* _YOUR INSTRUCTIONS_
Print all the data, keeping every line exactly as it is.
+++ DATA FOR REVIEW +++
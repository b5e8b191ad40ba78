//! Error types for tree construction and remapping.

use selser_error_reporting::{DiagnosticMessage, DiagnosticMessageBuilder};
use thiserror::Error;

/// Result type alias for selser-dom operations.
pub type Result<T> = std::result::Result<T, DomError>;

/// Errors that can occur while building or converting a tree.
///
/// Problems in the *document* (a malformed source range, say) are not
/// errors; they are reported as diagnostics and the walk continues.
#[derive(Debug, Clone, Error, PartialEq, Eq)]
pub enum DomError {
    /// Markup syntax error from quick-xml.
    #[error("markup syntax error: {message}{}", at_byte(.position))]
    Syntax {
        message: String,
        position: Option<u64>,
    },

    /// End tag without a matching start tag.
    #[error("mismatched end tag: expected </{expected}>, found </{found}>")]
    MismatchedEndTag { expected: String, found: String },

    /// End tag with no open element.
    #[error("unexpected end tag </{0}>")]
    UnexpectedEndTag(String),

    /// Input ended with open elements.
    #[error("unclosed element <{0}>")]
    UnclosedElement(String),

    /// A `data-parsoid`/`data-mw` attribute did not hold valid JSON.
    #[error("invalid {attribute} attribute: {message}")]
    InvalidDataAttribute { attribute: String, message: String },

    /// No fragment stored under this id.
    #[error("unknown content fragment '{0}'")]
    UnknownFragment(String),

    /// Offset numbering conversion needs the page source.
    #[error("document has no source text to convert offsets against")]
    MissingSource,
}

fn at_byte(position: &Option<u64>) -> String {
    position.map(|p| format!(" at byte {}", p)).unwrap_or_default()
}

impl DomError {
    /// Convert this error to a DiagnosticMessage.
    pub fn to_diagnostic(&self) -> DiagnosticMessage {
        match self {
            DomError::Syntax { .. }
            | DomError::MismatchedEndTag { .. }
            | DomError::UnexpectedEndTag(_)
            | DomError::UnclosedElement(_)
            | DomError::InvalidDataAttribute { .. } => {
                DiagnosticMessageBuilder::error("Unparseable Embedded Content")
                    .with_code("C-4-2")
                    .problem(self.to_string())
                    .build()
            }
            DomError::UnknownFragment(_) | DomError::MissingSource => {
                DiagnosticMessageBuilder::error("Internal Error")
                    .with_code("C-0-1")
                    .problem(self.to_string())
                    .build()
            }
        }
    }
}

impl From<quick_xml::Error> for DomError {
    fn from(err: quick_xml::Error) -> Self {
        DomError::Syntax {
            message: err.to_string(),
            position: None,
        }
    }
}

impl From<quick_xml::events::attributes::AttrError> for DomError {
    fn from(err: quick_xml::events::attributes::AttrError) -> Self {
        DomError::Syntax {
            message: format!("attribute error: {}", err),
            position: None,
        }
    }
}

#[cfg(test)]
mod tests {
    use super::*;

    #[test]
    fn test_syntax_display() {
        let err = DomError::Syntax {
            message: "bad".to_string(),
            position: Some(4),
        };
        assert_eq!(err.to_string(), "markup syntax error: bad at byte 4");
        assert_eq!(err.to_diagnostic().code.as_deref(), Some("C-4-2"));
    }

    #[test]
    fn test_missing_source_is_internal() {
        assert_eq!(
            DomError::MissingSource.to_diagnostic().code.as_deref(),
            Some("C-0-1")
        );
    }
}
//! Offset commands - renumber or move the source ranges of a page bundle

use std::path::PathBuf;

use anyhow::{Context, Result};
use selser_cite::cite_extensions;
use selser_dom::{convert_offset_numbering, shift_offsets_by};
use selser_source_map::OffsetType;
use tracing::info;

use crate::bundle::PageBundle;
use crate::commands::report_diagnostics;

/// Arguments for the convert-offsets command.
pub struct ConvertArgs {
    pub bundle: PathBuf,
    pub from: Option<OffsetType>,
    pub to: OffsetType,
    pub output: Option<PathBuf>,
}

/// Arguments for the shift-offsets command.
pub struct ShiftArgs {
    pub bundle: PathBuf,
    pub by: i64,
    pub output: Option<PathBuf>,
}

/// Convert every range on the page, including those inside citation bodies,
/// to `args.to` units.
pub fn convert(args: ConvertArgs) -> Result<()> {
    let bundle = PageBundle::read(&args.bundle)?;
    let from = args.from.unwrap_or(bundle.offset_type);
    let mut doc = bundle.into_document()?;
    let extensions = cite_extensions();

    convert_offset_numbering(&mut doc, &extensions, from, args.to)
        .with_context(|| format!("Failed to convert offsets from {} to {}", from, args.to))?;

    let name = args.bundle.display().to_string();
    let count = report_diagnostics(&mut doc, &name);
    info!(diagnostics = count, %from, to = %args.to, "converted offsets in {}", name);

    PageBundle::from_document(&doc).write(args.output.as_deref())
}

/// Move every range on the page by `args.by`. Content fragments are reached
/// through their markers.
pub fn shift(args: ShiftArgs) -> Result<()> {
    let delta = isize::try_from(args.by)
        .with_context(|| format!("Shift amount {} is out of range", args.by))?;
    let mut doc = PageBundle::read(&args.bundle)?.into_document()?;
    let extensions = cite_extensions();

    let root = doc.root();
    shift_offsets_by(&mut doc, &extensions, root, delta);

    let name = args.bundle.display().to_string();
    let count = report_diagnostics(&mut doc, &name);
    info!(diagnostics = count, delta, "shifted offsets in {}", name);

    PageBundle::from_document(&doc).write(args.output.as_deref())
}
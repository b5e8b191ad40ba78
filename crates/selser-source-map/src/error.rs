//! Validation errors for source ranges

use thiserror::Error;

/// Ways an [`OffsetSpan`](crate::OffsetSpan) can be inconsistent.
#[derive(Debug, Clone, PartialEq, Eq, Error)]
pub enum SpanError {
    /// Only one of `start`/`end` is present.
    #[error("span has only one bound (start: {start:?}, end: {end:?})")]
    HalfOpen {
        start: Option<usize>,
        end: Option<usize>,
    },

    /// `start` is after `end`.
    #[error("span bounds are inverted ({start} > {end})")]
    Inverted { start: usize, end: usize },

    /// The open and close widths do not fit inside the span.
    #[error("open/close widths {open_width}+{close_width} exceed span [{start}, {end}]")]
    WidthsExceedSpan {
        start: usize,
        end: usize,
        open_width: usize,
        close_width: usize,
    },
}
+++
* _RESULT_
repository b5e8b191ad40ba78
//! Error types for tree construction and remapping.

use selser_error_reporting::{DiagnosticMessage, DiagnosticMessageBuilder};
use thiserror::Error;

/// Result type alias for selser-dom operations.
pub type Result<T> = std::result::Result<T, DomError>;

/// Errors that can occur while building or converting a tree.
///
/// Problems in the *document* (a malformed source range, say) are not
/// errors; they are reported as diagnostics and the walk continues.
#[derive(Debug, Clone, Error, PartialEq, Eq)]
pub enum DomError {
    /// Markup syntax error from quick-xml.
    #[error("markup syntax error: {message}{}", at_byte(.position))]
    Syntax {
        message: String,
        position: Option<u64>,
    },

    /// End tag without a matching start tag.
    #[error("mismatched end tag: expected </{expected}>, found </{found}>")]
    MismatchedEndTag { expected: String, found: String },

    /// End tag with no open element.
    #[error("unexpected end tag </{0}>")]
    UnexpectedEndTag(String),

    /// Input ended with open elements.
    #[error("unclosed element <{0}>")]
    UnclosedElement(String),

    /// A `data-parsoid`/`data-mw` attribute did not hold valid JSON.
    #[error("invalid {attribute} attribute: {message}")]
    InvalidDataAttribute { attribute: String, message: String },

    /// No fragment stored under this id.
    #[error("unknown content fragment '{0}'")]
    UnknownFragment(String),

    /// Offset numbering conversion needs the page source.
    #[error("document has no source text to convert offsets against")]
    MissingSource,
}

fn at_byte(position: &Option<u64>) -> String {
    position.map(|p| format!(" at byte {}", p)).unwrap_or_default()
}

impl DomError {
    /// Convert this error to a DiagnosticMessage.
    pub fn to_diagnostic(&self) -> DiagnosticMessage {
        match self {
            DomError::Syntax { .. }
            | DomError::MismatchedEndTag { .. }
            | DomError::UnexpectedEndTag(_)
            | DomError::UnclosedElement(_)
            | DomError::InvalidDataAttribute { .. } => {
                DiagnosticMessageBuilder::error("Unparseable Embedded Content")
                    .with_code("C-4-2")
                    .problem(self.to_string())
                    .build()
            }
            DomError::UnknownFragment(_) | DomError::MissingSource => {
                DiagnosticMessageBuilder::error("Internal Error")
                    .with_code("C-0-1")
                    .problem(self.to_string())
                    .build()
            }
        }
    }
}

impl From<quick_xml::Error> for DomError {
    fn from(err: quick_xml::Error) -> Self {
        DomError::Syntax {
            message: err.to_string(),
            position: None,
        }
    }
}

impl From<quick_xml::events::attributes::AttrError> for DomError {
    fn from(err: quick_xml::events::attributes::AttrError) -> Self {
        DomError::Syntax {
            message: format!("attribute error: {}", err),
            position: None,
        }
    }
}

#[cfg(test)]
mod tests {
    use super::*;

    #[test]
    fn test_syntax_display() {
        let err = DomError::Syntax {
            message: "bad".to_string(),
            position: Some(4),
        };
        assert_eq!(err.to_string(), "markup syntax error: bad at byte 4");
        assert_eq!(err.to_diagnostic().code.as_deref(), Some("C-4-2"));
    }

    #[test]
    fn test_missing_source_is_internal() {
        assert_eq!(
            DomError::MissingSource.to_diagnostic().code.as_deref(),
            Some("C-0-1")
        );
    }
}
//! Offset commands - renumber or move the source ranges of a page bundle

use std::path::PathBuf;

use anyhow::{Context, Result};
use selser_cite::cite_extensions;
use selser_dom::{convert_offset_numbering, shift_offsets_by};
use selser_source_map::OffsetType;
use tracing::info;

use crate::bundle::PageBundle;
use crate::commands::report_diagnostics;

/// Arguments for the convert-offsets command.
pub struct ConvertArgs {
    pub bundle: PathBuf,
    pub from: Option<OffsetType>,
    pub to: OffsetType,
    pub output: Option<PathBuf>,
}

/// Arguments for the shift-offsets command.
pub struct ShiftArgs {
    pub bundle: PathBuf,
    pub by: i64,
    pub output: Option<PathBuf>,
}

/// Convert every range on the page, including those inside citation bodies,
/// to `args.to` units.
pub fn convert(args: ConvertArgs) -> Result<()> {
    let bundle = PageBundle::read(&args.bundle)?;
    let from = args.from.unwrap_or(bundle.offset_type);
    let mut doc = bundle.into_document()?;
    let extensions = cite_extensions();

    convert_offset_numbering(&mut doc, &extensions, from, args.to)
        .with_context(|| format!("Failed to convert offsets from {} to {}", from, args.to))?;

    let name = args.bundle.display().to_string();
    let count = report_diagnostics(&mut doc, &name);
    info!(diagnostics = count, %from, to = %args.to, "converted offsets in {}", name);

    PageBundle::from_document(&doc).write(args.output.as_deref())
}

/// Move every range on the page by `args.by`. Content fragments are reached
/// through their markers.
pub fn shift(args: ShiftArgs) -> Result<()> {
    let delta = isize::try_from(args.by)
        .with_context(|| format!("Shift amount {} is out of range", args.by))?;
    let mut doc = PageBundle::read(&args.bundle)?.into_document()?;
    let extensions = cite_extensions();

    let root = doc.root();
    shift_offsets_by(&mut doc, &extensions, root, delta);

    let name = args.bundle.display().to_string();
    let count = report_diagnostics(&mut doc, &name);
    info!(diagnostics = count, delta, "shifted offsets in {}", name);

    PageBundle::from_document(&doc).write(args.output.as_deref())
}
repository b5e8b191ad40ba78
filename crates/selser-source-map/src/error.rs
//! Validation errors for source ranges

use thiserror::Error;

/// Ways an [`OffsetSpan`](crate::OffsetSpan) can be inconsistent.
#[derive(Debug, Clone, PartialEq, Eq, Error)]
pub enum SpanError {
    /// Only one of `start`/`end` is present.
    #[error("span has only one bound (start: {start:?}, end: {end:?})")]
    HalfOpen {
        start: Option<usize>,
        end: Option<usize>,
    },

    /// `start` is after `end`.
    #[error("span bounds are inverted ({start} > {end})")]
    Inverted { start: usize, end: usize },

    /// The open and close widths do not fit inside the span.
    #[error("open/close widths {open_width}+{close_width} exceed span [{start}, {end}]")]
    WidthsExceedSpan {
        start: usize,
        end: usize,
        open_width: usize,
        close_width: usize,
    },
}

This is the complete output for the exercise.